### Work request
Copy out the lines below that hold the word "Duration".

### Provided entries
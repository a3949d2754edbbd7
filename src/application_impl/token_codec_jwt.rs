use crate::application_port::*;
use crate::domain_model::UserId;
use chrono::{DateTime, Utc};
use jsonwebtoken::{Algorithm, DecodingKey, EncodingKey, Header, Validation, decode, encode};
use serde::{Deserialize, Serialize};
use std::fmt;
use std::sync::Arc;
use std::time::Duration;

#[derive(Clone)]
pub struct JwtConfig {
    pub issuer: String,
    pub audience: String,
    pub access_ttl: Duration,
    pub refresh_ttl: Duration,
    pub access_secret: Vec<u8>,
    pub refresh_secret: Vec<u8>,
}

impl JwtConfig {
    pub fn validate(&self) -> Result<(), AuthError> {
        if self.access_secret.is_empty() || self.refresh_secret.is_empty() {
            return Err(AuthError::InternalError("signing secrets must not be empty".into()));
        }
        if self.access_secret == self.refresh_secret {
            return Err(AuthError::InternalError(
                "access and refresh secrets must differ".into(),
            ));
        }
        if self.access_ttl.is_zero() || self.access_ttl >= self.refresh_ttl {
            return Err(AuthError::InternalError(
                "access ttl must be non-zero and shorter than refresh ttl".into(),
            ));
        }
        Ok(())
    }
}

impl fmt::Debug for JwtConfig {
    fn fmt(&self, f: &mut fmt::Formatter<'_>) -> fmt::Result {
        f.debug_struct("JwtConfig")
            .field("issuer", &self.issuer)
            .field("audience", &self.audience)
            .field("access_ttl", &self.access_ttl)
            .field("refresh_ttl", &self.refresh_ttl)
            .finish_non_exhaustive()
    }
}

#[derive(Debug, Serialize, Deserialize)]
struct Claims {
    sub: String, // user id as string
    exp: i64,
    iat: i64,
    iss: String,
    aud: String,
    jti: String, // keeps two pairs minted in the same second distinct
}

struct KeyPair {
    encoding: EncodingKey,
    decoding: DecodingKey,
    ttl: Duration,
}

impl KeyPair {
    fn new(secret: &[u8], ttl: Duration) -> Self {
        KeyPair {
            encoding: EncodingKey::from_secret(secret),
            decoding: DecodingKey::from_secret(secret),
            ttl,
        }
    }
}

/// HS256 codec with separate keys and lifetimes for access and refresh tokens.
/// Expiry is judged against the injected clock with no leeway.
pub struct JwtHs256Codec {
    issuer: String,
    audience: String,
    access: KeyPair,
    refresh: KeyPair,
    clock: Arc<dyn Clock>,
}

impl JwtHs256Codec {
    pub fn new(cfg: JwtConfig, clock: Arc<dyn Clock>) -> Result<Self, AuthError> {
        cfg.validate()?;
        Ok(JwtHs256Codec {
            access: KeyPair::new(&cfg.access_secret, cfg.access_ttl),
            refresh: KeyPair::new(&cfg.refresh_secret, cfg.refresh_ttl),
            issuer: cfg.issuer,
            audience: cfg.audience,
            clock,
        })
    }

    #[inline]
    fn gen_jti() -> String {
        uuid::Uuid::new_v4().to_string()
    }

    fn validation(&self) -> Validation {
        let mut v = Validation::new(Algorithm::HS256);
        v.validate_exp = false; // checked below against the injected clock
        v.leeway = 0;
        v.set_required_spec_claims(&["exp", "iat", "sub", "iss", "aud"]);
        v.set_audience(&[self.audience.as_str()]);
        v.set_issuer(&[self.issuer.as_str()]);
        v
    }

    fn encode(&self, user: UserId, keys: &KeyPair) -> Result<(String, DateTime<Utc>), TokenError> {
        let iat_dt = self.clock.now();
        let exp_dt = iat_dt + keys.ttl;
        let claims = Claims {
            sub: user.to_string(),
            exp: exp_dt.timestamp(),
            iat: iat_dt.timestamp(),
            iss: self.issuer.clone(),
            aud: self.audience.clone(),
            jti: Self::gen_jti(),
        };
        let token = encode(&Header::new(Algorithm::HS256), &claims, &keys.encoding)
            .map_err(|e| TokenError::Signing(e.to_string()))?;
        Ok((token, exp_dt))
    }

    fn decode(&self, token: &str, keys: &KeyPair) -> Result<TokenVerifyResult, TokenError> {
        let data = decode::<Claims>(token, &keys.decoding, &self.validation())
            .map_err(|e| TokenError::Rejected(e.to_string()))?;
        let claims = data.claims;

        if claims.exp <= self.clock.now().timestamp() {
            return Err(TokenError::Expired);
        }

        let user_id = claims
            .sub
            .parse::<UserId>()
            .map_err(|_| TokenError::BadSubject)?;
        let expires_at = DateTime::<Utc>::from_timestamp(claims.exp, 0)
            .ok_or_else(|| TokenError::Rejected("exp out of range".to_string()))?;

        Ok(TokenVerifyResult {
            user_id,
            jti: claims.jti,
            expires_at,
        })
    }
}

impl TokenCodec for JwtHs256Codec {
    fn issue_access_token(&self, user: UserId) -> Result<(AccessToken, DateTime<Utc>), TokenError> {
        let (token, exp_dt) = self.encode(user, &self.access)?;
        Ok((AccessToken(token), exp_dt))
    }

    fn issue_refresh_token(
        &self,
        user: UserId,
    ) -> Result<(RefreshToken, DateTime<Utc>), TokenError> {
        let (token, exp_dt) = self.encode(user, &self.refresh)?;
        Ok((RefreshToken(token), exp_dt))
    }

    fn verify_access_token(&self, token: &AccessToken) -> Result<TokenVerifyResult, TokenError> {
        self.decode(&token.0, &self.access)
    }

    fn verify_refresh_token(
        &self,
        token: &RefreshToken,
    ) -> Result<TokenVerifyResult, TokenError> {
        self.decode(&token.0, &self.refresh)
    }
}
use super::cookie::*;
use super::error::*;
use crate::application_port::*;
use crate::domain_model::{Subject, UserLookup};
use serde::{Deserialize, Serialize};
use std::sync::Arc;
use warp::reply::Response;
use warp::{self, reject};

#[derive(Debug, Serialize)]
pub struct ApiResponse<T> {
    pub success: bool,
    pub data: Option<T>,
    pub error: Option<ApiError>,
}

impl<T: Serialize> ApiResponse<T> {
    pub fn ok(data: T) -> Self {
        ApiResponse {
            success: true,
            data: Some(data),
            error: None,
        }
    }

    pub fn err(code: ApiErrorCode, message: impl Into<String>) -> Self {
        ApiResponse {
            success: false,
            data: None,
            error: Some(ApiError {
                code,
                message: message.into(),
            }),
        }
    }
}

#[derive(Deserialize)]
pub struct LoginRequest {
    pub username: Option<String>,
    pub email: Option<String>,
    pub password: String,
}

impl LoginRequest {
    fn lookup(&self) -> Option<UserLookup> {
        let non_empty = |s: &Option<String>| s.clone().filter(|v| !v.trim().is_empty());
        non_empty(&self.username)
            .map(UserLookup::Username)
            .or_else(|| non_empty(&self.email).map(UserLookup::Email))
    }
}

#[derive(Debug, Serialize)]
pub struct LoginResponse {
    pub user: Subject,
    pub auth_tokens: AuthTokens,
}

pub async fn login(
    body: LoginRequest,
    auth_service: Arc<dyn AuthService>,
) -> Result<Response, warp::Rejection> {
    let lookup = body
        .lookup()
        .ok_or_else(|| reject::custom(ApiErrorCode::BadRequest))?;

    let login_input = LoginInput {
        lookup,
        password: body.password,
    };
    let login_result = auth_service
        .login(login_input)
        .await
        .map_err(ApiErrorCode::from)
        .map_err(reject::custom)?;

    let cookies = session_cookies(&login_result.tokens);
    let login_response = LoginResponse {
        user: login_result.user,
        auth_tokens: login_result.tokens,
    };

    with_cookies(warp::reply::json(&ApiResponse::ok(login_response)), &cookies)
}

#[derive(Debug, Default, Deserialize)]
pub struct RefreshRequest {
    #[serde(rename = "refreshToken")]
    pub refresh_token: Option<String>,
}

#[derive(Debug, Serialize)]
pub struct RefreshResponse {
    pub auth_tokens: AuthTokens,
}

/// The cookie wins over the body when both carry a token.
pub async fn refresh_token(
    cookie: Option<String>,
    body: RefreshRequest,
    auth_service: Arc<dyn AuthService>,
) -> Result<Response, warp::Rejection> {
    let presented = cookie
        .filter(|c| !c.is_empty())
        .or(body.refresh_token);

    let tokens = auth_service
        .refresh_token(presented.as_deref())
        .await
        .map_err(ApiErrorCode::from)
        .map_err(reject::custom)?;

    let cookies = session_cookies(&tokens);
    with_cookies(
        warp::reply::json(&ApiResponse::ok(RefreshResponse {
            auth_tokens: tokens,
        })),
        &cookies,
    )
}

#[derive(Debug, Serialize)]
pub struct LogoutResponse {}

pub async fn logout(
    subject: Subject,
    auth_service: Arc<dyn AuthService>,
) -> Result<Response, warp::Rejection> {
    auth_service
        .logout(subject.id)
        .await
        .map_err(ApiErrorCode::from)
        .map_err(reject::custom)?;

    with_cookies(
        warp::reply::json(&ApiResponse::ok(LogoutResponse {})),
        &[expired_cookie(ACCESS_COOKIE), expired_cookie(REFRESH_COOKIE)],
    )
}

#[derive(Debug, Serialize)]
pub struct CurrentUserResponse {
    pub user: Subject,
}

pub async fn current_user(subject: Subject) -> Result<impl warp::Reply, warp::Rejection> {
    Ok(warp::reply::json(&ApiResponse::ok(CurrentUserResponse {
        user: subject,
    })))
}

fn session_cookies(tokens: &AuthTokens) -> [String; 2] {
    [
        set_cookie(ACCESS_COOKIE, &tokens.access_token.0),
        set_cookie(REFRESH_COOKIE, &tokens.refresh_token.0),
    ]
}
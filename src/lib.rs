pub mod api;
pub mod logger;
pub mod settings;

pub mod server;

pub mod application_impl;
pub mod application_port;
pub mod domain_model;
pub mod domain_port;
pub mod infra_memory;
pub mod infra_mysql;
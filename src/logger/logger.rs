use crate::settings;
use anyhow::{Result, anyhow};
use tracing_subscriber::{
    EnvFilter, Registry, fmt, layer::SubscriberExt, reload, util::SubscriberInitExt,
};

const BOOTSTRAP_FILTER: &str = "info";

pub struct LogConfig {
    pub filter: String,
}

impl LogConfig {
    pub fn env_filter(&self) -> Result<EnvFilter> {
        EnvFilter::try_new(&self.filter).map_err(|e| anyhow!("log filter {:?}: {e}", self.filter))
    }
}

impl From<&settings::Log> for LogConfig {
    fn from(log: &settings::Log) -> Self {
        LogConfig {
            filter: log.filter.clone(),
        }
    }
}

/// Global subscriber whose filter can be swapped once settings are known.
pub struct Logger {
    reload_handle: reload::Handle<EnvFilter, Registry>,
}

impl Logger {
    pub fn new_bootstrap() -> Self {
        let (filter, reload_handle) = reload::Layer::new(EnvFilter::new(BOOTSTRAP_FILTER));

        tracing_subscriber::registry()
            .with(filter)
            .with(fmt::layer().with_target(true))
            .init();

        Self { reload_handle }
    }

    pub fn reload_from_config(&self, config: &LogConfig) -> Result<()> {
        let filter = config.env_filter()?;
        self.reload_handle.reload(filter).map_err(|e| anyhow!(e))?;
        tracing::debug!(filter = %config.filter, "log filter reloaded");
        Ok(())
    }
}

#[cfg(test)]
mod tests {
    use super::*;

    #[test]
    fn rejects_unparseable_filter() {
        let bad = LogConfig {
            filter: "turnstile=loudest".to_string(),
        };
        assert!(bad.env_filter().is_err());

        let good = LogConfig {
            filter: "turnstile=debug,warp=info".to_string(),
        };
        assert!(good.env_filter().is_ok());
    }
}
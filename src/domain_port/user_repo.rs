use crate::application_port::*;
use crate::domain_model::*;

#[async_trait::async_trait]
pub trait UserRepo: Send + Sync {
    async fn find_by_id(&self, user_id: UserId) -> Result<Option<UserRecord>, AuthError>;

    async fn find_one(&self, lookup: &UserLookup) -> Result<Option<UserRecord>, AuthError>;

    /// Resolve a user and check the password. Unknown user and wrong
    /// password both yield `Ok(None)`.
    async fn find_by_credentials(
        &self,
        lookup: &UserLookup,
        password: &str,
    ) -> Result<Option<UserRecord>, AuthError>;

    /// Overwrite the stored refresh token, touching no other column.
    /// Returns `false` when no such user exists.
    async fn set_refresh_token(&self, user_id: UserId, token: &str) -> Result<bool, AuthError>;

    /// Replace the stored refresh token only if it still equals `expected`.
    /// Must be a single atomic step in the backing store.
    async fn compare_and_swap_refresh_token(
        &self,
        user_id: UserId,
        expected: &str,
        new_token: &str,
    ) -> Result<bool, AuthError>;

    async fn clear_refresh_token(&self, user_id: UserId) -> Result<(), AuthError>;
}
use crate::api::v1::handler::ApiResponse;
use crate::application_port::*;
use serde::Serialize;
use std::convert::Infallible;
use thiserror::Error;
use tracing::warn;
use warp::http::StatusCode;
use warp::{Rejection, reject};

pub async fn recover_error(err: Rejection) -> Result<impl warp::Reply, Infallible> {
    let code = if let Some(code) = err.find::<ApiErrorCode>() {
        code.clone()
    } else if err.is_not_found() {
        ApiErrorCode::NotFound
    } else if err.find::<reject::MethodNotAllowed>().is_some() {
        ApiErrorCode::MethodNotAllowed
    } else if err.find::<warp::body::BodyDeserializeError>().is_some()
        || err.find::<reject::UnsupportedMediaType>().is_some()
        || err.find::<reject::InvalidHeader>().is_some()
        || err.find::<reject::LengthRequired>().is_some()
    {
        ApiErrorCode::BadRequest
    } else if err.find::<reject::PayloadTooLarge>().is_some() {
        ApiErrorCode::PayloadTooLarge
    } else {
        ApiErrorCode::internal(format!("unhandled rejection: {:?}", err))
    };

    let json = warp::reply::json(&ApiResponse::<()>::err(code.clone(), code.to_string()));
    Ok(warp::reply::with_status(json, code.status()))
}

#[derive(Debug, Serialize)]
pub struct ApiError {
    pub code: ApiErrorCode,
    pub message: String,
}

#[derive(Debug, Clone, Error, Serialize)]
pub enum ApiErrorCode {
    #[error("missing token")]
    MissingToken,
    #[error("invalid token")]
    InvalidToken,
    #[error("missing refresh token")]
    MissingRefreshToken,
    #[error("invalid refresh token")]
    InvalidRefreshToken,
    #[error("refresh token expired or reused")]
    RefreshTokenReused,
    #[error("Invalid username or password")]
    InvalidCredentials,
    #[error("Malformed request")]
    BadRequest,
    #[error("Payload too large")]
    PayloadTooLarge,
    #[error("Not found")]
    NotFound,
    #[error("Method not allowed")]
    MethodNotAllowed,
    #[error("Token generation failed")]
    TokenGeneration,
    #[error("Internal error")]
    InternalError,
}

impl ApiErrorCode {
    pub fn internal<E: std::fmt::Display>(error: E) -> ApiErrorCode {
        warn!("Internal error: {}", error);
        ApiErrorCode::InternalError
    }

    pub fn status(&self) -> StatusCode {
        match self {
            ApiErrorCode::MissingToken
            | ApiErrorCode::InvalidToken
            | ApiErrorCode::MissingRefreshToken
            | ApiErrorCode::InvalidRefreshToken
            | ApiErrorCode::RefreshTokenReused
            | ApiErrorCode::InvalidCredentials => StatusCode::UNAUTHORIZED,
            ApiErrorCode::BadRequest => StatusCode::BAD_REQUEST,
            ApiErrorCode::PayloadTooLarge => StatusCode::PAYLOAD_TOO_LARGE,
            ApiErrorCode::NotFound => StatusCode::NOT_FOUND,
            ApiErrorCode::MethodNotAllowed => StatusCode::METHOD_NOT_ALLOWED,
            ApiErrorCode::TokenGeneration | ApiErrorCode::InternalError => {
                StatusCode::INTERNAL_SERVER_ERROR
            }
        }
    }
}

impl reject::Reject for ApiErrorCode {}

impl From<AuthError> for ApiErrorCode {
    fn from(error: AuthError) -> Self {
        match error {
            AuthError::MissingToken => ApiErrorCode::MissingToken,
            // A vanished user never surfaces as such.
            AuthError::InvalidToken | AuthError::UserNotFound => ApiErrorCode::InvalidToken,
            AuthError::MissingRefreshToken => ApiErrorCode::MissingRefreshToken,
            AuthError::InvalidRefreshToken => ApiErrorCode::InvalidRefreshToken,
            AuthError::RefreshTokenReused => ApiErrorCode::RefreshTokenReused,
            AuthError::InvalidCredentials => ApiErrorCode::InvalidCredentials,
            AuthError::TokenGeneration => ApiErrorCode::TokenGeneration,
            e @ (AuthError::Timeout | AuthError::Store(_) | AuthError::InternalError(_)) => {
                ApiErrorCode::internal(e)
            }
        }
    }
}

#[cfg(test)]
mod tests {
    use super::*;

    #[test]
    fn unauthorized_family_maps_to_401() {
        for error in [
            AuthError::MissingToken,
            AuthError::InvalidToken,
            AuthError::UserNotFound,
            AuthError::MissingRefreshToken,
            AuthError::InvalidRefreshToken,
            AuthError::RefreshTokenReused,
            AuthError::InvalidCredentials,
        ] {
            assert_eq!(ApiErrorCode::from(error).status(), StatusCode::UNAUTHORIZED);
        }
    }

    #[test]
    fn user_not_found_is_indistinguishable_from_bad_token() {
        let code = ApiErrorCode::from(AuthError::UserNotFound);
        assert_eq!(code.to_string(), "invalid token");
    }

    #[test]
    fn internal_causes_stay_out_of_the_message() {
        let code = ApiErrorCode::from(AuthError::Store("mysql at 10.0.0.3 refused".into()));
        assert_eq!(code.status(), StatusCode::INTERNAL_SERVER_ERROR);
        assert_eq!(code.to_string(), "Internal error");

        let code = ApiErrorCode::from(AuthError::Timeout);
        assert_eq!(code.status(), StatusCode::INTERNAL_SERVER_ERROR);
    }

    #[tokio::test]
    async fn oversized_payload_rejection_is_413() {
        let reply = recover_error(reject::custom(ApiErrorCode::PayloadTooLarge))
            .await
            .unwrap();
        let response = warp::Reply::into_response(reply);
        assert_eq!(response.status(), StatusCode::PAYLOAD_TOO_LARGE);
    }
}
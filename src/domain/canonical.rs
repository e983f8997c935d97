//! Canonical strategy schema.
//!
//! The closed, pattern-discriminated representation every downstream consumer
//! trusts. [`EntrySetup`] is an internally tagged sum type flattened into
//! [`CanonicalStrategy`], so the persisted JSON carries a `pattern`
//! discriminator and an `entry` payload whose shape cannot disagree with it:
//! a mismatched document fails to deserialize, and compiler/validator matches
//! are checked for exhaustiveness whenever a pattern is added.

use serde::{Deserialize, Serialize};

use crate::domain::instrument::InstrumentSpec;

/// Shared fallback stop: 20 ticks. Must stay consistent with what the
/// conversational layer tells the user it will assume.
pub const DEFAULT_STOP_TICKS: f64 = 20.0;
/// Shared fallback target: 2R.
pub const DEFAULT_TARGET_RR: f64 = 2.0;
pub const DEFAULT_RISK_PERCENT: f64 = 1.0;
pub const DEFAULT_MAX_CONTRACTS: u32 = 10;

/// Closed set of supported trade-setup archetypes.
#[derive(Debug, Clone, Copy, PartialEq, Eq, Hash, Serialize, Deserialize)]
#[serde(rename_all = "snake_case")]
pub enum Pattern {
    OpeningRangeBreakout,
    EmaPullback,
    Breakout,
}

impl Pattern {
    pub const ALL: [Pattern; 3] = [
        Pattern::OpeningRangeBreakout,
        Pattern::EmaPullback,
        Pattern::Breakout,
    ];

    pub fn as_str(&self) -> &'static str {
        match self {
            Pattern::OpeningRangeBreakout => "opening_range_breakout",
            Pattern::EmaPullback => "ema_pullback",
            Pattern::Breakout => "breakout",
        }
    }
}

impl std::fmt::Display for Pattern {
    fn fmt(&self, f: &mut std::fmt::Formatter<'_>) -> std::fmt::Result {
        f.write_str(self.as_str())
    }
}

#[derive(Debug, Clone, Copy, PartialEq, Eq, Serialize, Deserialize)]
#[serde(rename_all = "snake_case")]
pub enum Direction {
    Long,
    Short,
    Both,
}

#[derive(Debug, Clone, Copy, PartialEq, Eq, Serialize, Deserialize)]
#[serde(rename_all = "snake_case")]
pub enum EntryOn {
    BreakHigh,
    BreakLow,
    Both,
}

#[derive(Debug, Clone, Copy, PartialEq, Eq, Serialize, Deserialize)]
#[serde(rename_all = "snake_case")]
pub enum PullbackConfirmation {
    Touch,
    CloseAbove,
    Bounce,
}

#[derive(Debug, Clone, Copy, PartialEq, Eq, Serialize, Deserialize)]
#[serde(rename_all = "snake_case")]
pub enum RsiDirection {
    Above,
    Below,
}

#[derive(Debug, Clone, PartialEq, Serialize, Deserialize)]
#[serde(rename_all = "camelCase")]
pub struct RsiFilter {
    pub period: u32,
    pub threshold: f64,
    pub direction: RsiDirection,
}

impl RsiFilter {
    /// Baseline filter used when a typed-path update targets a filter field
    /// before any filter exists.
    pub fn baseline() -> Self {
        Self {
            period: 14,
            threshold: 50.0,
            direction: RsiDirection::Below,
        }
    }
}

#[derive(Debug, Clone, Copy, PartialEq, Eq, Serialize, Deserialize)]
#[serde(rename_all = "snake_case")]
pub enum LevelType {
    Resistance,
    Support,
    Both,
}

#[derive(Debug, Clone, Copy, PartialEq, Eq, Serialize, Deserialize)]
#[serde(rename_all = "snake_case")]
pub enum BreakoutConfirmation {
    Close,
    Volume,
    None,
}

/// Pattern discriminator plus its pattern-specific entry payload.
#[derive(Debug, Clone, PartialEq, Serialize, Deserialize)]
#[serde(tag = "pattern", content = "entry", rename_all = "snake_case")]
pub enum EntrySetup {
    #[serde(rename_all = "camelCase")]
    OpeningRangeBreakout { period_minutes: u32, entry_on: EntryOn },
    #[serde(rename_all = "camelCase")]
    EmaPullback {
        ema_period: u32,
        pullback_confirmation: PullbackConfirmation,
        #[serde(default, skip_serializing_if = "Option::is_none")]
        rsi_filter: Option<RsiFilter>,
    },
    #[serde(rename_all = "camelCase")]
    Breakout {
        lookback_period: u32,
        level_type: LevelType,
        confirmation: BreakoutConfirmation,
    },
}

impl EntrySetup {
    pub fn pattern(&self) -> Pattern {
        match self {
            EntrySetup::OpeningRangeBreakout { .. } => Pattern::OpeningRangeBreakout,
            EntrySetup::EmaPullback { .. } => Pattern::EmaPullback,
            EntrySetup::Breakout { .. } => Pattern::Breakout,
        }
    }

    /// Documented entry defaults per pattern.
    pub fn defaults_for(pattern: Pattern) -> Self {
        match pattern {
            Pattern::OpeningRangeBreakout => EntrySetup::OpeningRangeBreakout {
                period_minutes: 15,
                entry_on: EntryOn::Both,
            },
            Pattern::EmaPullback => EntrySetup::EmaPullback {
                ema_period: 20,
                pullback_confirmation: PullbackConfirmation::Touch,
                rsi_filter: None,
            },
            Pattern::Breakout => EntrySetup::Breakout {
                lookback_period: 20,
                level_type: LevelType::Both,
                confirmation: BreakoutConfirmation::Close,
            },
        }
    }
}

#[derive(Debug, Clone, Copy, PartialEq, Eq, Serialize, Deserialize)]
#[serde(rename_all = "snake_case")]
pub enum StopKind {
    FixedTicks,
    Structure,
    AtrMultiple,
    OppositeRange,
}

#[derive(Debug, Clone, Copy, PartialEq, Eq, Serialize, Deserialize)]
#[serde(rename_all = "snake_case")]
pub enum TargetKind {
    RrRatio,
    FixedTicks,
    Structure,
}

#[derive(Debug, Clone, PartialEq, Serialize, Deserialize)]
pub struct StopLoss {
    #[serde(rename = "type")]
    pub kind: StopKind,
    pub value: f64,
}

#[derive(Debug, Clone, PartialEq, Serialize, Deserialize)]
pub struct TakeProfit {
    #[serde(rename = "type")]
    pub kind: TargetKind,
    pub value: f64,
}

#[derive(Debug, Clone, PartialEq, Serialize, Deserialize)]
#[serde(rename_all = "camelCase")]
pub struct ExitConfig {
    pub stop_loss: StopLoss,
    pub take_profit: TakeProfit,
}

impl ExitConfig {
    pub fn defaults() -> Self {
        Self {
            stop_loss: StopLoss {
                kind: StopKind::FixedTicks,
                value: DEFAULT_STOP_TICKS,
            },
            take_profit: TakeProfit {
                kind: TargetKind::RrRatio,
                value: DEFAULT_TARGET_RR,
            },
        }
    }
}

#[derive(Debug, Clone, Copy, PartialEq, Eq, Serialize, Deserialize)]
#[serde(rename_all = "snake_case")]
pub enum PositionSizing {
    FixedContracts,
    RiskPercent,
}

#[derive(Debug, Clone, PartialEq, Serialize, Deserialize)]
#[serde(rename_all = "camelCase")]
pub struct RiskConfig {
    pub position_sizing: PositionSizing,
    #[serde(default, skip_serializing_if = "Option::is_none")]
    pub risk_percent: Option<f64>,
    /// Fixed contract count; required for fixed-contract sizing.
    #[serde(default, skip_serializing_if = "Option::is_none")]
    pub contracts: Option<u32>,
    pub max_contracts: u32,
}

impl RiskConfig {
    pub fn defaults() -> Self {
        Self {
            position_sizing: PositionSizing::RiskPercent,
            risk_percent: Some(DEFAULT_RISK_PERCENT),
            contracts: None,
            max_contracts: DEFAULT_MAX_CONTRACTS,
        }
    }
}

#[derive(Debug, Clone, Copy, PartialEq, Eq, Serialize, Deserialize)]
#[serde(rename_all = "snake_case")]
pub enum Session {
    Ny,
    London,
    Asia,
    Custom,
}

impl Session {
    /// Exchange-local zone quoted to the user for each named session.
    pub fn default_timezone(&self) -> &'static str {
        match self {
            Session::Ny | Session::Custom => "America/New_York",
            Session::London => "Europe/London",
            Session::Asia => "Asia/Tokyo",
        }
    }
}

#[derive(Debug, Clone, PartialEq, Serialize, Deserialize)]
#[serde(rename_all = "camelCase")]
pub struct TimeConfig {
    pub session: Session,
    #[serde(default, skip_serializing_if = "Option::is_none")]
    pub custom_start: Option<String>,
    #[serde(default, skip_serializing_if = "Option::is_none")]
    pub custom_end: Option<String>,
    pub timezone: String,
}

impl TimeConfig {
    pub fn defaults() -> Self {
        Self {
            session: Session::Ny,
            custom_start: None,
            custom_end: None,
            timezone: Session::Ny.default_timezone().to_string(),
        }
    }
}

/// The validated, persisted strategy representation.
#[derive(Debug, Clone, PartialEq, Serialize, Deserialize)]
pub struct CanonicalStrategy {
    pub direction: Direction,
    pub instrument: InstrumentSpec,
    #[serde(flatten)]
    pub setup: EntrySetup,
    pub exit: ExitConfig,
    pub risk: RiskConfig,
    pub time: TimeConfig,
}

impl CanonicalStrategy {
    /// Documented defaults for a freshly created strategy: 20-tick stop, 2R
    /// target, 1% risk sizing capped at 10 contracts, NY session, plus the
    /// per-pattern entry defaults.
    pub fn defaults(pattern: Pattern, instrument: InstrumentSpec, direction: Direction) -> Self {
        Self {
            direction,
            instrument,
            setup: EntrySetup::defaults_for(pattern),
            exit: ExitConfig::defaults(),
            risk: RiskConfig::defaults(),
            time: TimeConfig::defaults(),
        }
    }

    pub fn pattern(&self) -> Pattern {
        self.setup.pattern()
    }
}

### Response
use std::time::Duration;
    pub access_ttl: Duration,
    pub refresh_ttl: Duration,
    ttl: Duration,
    fn new(secret: &[u8], ttl: Duration) -> Self {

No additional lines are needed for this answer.